Who needs an annoying protocol droid around when you can use the R2-D2 Translator instead?

Useful tips on How to Pretend to be a Time Traveler

50 Nerdy Pick-Up Lines

Losing one’s marbles.  A bit risque.

Super Kim.  Kim Jong-il as a Mario Brothers character.

Japanese play soccer – with binoculars

Radically Less Cool Lifestyle Born to Area Couple

Chinese Announce Alliance with the Ants

Binge Drinking, Promiscuous Sex Good For You, Says New Orleans Journal Of Medicine   

Immanuel Kant Attack Ad

And in other news, I don’t know how many people in Taiwan heard Bob Kerrey’s recent "praise" of Barack Obama.  Ouch.  Jonah Goldberg lampoons it here.

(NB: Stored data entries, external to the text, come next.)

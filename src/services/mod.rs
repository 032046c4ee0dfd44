//! Service layer for BitBets business logic.
//!
//! Backups, CSV exports, scoring and the destructive admin operations.
//! Services can be used by the CLI or the web server.

pub mod backup;
pub mod competition;
pub mod export;
pub mod scoring;
pub mod stats;

pub use backup::{read_snapshot, BackupError, BackupManager, RestoreSet, Snapshot};
pub use competition::CompetitionError;
pub use export::{CsvExporter, ExportError, ExportReport};
pub use scoring::{leaderboard, rank_guesses, ExamStanding, Participant};
pub use stats::CompetitionStats;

Satiric Christmas Greetings from al-Qaeda’s Zawahiri

Now here’s a catchy chant (from Iran):  Death to the not properly veiled!

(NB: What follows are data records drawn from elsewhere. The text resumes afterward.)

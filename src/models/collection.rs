//! The three persisted collections.

use std::fmt;

/// A top-level JSON object, the shape of every persisted collection.
pub type JsonMap = serde_json::Map<String, serde_json::Value>;

/// One of the named persistent mappings backing the game.
#[derive(Debug, Clone, Copy, PartialEq, Eq, Hash, PartialOrd, Ord)]
pub enum Collection {
    /// username -> password
    Users,
    /// username -> course -> guess record
    Guesses,
    /// course -> exam type -> actual average
    Results,
}

impl Collection {
    pub const ALL: [Collection; 3] = [Collection::Users, Collection::Guesses, Collection::Results];

    /// File name inside the data directory.
    pub fn file_name(&self) -> &'static str {
        match self {
            Collection::Users => "users.json",
            Collection::Guesses => "guesses.json",
            Collection::Results => "actual_results.json",
        }
    }

    pub fn as_str(&self) -> &'static str {
        match self {
            Collection::Users => "users",
            Collection::Guesses => "guesses",
            Collection::Results => "results",
        }
    }
}

impl fmt::Display for Collection {
    fn fmt(&self, f: &mut fmt::Formatter<'_>) -> fmt::Result {
        f.write_str(self.as_str())
    }
}
//! BitBets server and maintenance CLI.

use tracing_subscriber::{layer::SubscriberExt, util::SubscriberInitExt};

#[tokio::main]
async fn main() -> anyhow::Result<()> {
    // Load .env file if present (before anything else)
    let _ = dotenvy::dotenv();

    // Initialize logging based on verbosity
    let default_filter = if bitbets::cli::is_verbose() {
        "bitbets=debug"
    } else {
        "bitbets=info"
    };

    tracing_subscriber::registry()
        .with(
            tracing_subscriber::EnvFilter::try_from_default_env()
                .unwrap_or_else(|_| default_filter.into()),
        )
        .with(tracing_subscriber::fmt::layer())
        .init();

    bitbets::cli::run().await
}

Taiwanese Corruption In Perspective

Been wanting to comment on the China Post‘s Three cheers for Hugo Chavez editorial for a while now.  Same old "Dictatorship ain’t so bad as long as the economy hums along" schtick.  Yeesh.  While I’m not going to reply to the cries of We’re not worthy!, I will to this point:

The Venezuela [Chavez] has ruled since 1999 will still be plagued by corruption and cronyism.  But what country is immune to these?  Certainly, Taiwan is not one to cast the first stone.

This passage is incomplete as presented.